- _DIRECTIONS FOR THIS TASK_
This task calls for copying every line in the data below that contains the word "NativePortEnumerator".

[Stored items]
--- --- ---

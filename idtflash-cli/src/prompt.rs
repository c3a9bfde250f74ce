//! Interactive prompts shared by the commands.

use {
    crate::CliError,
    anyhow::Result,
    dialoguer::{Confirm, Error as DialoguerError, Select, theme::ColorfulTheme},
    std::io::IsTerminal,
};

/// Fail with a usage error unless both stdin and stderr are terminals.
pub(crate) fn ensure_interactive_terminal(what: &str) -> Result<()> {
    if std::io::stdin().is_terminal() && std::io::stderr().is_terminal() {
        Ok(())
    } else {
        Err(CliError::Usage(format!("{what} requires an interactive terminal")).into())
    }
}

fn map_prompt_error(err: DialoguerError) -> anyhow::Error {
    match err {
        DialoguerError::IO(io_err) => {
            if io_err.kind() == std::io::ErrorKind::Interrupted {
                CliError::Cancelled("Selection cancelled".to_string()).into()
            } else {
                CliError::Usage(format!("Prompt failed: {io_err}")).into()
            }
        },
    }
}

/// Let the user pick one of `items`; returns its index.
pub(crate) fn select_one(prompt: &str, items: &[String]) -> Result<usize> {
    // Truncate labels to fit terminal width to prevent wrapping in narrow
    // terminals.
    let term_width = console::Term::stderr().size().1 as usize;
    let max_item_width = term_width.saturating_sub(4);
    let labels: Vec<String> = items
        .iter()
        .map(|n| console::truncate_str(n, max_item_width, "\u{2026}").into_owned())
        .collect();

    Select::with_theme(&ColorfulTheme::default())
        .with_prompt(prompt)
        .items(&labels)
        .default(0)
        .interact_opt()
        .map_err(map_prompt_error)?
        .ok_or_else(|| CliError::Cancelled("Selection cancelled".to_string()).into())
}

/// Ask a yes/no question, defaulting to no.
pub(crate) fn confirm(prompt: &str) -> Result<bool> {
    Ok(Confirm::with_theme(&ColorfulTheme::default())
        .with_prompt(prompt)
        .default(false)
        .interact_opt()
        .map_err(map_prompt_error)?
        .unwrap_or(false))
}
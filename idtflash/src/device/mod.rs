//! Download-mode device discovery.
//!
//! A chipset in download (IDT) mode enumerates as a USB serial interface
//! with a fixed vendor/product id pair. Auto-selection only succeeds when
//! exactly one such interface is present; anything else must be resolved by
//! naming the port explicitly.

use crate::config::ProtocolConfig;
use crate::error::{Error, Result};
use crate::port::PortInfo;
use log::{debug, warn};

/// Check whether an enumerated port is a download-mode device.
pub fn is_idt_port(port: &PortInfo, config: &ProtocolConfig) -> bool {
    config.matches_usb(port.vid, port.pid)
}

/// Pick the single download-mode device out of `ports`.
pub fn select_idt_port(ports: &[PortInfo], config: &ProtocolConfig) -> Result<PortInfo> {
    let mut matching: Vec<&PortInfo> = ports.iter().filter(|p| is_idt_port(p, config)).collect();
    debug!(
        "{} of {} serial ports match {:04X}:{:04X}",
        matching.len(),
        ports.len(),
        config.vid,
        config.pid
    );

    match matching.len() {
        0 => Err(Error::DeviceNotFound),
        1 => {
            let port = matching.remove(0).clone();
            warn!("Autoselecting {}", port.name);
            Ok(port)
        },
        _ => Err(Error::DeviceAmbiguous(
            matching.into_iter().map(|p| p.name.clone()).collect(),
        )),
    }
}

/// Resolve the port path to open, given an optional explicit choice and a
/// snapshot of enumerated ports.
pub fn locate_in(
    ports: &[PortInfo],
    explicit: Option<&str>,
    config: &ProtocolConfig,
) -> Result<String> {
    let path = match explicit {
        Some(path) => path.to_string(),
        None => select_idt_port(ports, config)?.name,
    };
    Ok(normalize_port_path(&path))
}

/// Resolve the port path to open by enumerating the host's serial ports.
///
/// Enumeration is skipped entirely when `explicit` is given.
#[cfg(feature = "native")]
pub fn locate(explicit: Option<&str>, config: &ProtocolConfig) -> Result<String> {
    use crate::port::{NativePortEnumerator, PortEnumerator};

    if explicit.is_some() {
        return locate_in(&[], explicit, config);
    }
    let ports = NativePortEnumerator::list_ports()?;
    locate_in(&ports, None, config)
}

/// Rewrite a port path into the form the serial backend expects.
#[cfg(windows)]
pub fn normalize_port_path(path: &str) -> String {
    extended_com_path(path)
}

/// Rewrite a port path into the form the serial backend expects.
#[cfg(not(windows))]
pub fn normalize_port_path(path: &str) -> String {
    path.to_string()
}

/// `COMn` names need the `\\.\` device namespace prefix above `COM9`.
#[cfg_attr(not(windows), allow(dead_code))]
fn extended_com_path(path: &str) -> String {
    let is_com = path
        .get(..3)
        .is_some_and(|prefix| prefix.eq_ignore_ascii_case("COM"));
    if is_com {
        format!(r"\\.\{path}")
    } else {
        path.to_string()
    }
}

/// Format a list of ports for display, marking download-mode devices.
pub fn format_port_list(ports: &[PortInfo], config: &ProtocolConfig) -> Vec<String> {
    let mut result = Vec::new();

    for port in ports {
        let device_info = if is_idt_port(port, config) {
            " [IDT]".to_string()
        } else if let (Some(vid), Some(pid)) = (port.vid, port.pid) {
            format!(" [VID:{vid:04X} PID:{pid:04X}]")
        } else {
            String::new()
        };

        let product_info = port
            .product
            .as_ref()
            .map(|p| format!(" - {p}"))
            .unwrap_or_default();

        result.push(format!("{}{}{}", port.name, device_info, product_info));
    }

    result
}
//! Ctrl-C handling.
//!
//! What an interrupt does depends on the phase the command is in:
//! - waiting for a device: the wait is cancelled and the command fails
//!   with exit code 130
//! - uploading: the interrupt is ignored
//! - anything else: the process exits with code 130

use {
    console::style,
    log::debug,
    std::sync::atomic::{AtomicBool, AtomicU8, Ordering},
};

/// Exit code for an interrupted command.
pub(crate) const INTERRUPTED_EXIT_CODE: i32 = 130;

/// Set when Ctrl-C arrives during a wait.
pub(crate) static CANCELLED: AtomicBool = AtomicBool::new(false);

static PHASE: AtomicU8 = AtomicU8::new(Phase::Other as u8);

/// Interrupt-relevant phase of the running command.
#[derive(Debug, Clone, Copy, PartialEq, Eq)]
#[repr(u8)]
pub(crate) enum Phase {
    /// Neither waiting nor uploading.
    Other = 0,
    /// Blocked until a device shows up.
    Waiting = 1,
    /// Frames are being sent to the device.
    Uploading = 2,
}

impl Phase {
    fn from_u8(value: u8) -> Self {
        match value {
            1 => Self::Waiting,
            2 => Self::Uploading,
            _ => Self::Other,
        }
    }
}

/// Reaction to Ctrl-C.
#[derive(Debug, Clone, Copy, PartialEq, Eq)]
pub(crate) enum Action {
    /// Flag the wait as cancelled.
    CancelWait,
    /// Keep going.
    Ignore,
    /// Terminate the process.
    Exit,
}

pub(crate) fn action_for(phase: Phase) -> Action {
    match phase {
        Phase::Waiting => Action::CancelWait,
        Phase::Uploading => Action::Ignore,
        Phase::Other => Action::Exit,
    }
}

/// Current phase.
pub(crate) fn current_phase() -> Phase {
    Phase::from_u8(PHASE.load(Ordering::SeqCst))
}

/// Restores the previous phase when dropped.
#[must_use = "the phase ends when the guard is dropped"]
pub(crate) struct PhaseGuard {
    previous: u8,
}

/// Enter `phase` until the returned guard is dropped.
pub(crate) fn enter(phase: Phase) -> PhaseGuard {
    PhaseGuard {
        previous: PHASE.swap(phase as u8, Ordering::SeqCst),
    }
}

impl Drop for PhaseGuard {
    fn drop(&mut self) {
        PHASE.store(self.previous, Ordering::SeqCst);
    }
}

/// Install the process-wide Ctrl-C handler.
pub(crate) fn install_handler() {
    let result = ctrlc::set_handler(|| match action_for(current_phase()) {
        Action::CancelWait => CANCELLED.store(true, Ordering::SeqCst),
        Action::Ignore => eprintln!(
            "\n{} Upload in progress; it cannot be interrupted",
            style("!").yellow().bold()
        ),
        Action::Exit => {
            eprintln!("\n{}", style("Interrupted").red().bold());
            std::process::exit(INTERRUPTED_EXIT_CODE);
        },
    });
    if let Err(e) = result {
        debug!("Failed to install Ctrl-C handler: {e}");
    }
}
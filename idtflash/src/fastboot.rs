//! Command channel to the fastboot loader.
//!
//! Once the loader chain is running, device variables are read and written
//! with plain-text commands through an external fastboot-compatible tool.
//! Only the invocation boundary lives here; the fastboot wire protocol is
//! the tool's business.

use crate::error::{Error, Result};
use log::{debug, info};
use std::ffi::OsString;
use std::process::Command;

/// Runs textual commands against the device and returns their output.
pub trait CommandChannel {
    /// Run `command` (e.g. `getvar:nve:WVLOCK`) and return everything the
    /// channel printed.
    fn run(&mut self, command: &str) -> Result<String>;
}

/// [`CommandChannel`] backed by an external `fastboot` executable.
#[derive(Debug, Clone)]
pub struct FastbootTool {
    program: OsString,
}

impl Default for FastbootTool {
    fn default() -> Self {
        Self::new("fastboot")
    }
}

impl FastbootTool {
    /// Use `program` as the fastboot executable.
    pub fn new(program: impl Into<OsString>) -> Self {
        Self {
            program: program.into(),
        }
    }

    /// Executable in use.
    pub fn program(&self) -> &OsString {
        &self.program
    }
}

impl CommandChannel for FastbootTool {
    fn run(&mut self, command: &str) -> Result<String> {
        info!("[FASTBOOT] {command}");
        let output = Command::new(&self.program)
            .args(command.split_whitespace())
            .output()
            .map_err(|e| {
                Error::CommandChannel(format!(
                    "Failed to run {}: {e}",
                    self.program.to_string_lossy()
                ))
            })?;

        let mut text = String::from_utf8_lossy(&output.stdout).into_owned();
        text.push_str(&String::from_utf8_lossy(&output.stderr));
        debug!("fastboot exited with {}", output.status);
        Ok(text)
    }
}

--- --- ---

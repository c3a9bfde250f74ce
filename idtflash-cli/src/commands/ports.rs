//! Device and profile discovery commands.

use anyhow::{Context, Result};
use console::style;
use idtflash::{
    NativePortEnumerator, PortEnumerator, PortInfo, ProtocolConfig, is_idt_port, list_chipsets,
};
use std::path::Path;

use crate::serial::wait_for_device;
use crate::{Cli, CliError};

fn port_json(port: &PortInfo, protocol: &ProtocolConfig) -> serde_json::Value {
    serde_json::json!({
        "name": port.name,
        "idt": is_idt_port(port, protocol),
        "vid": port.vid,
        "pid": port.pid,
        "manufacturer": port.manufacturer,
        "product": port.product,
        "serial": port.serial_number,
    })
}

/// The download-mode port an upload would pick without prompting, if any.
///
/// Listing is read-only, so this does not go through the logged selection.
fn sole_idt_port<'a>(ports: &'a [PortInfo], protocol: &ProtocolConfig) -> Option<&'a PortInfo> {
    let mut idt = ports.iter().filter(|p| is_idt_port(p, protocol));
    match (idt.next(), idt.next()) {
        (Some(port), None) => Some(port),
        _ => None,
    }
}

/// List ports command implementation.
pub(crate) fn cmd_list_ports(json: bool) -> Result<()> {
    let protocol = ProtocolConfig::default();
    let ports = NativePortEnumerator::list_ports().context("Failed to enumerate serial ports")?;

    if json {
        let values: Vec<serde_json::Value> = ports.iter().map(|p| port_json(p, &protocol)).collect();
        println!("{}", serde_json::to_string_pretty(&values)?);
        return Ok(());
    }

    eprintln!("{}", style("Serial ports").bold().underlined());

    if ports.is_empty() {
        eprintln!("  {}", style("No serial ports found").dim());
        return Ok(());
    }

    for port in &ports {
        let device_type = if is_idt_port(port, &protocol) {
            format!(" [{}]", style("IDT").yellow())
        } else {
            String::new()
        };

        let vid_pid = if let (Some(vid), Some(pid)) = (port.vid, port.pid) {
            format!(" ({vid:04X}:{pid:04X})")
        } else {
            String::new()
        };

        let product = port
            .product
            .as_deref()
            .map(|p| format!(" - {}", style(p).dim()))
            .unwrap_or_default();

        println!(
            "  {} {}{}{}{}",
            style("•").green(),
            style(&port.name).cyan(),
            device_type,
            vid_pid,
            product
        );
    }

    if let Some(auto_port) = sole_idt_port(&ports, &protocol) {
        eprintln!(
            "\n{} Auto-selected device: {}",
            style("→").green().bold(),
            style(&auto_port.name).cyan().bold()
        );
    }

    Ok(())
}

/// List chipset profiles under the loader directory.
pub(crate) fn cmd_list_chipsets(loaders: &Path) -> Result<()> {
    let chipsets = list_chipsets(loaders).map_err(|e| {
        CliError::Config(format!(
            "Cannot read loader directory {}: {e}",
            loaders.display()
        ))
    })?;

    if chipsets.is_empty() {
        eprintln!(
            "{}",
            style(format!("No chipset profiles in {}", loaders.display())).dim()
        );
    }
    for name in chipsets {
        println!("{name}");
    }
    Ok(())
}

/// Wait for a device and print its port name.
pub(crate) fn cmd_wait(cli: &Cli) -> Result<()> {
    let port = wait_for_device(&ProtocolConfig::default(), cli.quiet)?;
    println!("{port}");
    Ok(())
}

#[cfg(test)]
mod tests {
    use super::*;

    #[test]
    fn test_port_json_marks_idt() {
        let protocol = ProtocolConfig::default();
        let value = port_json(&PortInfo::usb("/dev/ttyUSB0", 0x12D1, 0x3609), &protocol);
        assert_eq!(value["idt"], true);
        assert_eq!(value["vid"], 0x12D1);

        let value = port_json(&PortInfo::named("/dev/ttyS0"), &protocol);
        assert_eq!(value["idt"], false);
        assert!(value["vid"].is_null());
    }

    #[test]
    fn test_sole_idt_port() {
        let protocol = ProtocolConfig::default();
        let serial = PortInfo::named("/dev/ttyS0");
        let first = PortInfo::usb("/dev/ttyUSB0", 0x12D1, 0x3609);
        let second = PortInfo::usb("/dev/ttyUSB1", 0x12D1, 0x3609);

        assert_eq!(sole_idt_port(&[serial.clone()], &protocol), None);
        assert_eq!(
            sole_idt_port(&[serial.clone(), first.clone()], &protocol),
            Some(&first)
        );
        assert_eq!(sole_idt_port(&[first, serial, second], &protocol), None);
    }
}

--- --- ---

- _SOLUTION TO THIS EXERCISE_
    use crate::port::{NativePortEnumerator, PortEnumerator};
    let ports = NativePortEnumerator::list_ports()?;
    NativePortEnumerator, PortEnumerator, PortInfo, ProtocolConfig, is_idt_port, list_chipsets,
    let ports = NativePortEnumerator::list_ports().context("Failed to enumerate serial ports")?;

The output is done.